> Task item:
Restate word for word the lines of the entries below, starting with the line that holds "of a single" and ending with the line that holds "pub enum ExtractionError", and no others.

Stored items:

▬▬▬▬▬▬▬▬▬▬

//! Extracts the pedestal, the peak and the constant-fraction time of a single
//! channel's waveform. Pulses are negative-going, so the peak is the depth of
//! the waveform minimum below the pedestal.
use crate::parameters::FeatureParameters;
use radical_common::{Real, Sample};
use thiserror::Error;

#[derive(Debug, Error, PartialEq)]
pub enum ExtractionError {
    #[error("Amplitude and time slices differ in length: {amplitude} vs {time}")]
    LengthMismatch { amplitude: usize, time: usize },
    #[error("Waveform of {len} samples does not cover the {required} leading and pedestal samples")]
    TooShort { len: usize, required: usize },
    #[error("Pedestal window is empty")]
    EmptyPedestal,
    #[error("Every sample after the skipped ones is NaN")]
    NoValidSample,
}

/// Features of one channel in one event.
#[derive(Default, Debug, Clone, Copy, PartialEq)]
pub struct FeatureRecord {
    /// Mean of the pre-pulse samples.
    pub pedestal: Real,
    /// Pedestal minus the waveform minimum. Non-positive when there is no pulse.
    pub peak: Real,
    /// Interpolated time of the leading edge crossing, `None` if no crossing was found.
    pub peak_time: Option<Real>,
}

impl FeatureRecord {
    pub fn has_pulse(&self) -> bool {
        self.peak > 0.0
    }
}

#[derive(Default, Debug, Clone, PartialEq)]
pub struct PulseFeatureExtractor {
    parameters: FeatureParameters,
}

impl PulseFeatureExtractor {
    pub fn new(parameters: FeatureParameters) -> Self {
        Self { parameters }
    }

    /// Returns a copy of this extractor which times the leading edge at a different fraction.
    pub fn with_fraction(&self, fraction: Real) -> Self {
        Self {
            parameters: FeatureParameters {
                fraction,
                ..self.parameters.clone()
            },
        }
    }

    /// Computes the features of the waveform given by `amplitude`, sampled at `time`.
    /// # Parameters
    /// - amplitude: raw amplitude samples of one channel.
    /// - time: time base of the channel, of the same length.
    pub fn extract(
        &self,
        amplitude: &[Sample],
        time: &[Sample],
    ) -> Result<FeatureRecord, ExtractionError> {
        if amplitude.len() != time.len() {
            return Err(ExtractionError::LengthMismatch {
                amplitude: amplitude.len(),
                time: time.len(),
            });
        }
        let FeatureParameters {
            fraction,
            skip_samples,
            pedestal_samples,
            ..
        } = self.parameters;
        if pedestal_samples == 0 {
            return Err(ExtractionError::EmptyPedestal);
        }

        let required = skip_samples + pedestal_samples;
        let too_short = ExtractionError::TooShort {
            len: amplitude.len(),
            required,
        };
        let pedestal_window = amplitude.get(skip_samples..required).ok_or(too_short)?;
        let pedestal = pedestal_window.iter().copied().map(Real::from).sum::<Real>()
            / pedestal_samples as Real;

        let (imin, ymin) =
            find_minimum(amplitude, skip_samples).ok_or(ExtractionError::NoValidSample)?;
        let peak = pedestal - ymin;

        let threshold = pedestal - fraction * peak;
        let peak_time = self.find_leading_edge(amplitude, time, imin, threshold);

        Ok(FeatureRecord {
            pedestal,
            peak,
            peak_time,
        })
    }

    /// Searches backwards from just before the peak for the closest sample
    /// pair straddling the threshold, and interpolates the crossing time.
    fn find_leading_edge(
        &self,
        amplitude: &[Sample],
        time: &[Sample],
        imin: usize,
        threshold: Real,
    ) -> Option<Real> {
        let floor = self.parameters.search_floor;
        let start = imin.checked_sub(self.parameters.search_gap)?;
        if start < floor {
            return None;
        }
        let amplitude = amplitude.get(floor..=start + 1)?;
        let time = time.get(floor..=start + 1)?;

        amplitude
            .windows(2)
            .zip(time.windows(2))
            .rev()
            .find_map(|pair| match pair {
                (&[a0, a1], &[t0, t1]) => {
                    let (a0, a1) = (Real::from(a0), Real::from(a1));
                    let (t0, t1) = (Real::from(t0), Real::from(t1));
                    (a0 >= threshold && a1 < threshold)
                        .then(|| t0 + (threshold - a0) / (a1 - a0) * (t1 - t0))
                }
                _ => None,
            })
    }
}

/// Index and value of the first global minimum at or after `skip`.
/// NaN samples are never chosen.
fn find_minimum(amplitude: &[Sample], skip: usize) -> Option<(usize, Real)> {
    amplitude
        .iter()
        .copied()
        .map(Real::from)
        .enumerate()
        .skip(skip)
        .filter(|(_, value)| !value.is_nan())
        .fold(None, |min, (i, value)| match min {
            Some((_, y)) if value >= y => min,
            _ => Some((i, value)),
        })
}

▬▬▬▬▬▬▬▬▬▬

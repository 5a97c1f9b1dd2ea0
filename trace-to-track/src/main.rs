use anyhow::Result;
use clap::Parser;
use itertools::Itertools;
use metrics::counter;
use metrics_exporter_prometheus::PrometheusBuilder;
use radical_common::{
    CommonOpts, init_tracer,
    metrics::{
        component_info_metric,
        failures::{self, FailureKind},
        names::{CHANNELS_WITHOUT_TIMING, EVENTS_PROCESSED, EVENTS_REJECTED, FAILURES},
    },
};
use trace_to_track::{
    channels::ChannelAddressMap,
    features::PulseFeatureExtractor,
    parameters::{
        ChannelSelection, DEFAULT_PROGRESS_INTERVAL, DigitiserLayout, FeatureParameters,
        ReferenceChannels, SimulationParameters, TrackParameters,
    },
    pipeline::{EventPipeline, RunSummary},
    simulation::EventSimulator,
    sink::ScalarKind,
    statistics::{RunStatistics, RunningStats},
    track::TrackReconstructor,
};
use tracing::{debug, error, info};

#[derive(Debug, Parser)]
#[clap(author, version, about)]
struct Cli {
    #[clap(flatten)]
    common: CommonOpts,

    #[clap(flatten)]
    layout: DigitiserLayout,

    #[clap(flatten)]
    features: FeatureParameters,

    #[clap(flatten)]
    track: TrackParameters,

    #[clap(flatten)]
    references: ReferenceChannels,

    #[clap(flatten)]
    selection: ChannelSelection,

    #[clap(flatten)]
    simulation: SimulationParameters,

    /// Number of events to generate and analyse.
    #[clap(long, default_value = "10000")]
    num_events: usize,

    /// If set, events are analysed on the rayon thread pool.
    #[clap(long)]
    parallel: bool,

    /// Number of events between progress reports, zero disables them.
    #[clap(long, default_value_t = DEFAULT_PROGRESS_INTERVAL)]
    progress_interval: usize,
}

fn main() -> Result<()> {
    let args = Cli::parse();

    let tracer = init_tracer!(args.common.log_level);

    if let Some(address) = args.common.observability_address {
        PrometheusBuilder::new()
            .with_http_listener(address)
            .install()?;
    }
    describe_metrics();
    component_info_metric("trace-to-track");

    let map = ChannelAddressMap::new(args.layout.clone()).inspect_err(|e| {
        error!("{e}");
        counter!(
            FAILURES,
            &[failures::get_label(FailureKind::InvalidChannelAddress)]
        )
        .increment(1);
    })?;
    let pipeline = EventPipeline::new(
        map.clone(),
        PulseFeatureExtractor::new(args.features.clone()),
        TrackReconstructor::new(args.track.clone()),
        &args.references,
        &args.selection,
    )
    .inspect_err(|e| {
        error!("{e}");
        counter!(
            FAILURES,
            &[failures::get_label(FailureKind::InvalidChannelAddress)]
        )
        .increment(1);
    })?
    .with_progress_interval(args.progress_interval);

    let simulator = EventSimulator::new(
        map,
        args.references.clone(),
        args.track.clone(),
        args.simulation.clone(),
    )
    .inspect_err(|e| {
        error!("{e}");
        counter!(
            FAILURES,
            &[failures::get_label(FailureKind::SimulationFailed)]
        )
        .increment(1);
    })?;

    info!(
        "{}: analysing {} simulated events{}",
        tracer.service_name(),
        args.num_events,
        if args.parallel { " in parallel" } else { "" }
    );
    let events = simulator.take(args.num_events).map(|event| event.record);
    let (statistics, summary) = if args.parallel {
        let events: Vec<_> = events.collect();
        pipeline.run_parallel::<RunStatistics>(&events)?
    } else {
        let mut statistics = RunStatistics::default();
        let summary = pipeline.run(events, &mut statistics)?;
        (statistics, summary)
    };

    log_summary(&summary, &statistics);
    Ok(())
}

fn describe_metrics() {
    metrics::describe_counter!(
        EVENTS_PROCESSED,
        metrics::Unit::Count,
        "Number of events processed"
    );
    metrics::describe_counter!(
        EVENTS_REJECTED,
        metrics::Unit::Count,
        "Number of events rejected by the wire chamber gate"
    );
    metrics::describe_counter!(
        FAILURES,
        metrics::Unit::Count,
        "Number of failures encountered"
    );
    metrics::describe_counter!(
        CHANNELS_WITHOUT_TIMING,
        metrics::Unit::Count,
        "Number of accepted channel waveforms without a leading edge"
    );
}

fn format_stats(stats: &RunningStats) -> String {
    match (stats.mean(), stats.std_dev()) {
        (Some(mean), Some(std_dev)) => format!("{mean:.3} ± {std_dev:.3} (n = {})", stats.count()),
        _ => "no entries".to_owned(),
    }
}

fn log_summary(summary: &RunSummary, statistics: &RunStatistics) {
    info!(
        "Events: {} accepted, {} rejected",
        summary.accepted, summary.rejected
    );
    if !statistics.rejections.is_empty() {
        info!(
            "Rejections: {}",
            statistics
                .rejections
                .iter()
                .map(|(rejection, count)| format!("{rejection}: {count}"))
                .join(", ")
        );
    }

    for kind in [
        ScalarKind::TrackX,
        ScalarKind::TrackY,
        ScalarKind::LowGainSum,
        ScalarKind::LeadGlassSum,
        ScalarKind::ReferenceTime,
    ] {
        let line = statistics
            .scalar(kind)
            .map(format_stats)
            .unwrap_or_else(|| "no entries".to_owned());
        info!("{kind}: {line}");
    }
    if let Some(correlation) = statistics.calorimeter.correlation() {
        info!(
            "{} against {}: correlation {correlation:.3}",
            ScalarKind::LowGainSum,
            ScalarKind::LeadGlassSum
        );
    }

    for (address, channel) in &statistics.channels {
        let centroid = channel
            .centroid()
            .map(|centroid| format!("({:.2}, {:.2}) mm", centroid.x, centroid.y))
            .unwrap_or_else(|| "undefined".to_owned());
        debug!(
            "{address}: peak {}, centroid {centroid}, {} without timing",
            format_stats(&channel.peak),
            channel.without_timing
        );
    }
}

▬▬▬▬▬▬▬▬▬▬

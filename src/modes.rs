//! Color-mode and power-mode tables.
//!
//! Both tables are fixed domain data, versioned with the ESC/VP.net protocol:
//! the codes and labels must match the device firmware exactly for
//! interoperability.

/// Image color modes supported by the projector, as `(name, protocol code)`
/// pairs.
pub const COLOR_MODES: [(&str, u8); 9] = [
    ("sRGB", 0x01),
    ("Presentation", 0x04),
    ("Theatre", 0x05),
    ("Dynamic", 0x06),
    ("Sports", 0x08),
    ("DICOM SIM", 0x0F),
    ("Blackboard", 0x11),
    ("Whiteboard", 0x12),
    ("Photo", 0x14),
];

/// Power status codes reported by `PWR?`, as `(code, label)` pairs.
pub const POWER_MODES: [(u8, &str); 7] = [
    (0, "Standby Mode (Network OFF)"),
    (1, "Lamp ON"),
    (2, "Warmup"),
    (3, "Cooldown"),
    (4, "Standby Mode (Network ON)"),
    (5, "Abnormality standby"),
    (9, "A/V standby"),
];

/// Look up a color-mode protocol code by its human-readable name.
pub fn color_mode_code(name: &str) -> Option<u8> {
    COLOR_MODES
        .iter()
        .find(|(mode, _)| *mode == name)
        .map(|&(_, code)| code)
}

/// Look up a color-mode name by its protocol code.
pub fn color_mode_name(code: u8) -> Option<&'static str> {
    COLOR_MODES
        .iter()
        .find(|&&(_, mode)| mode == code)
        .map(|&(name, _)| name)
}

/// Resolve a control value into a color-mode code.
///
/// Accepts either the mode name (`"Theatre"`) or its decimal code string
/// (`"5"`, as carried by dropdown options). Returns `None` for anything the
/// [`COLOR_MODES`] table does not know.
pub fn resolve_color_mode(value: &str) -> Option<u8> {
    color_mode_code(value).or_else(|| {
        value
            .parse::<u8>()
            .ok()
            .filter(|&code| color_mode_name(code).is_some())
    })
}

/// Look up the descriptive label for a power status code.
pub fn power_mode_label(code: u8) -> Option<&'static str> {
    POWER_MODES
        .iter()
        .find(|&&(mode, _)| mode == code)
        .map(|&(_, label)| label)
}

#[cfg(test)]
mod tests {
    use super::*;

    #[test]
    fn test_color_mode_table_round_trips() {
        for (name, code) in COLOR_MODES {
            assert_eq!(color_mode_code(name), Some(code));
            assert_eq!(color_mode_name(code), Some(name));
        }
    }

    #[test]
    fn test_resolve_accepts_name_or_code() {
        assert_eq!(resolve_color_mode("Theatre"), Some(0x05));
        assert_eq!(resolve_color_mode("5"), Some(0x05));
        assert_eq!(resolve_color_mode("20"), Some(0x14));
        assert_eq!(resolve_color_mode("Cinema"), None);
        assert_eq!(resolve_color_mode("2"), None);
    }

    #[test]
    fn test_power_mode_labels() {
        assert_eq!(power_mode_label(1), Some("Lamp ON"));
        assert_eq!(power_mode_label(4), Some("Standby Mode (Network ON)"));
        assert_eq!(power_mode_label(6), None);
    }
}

▬▬▬▬▬▬▬▬▬▬

> Answer section:
//! Extracts the pedestal, the peak and the constant-fraction time of a single
//! channel's waveform. Pulses are negative-going, so the peak is the depth of
//! the waveform minimum below the pedestal.
use crate::parameters::FeatureParameters;
use radical_common::{Real, Sample};
use thiserror::Error;

#[derive(Debug, Error, PartialEq)]
pub enum ExtractionError {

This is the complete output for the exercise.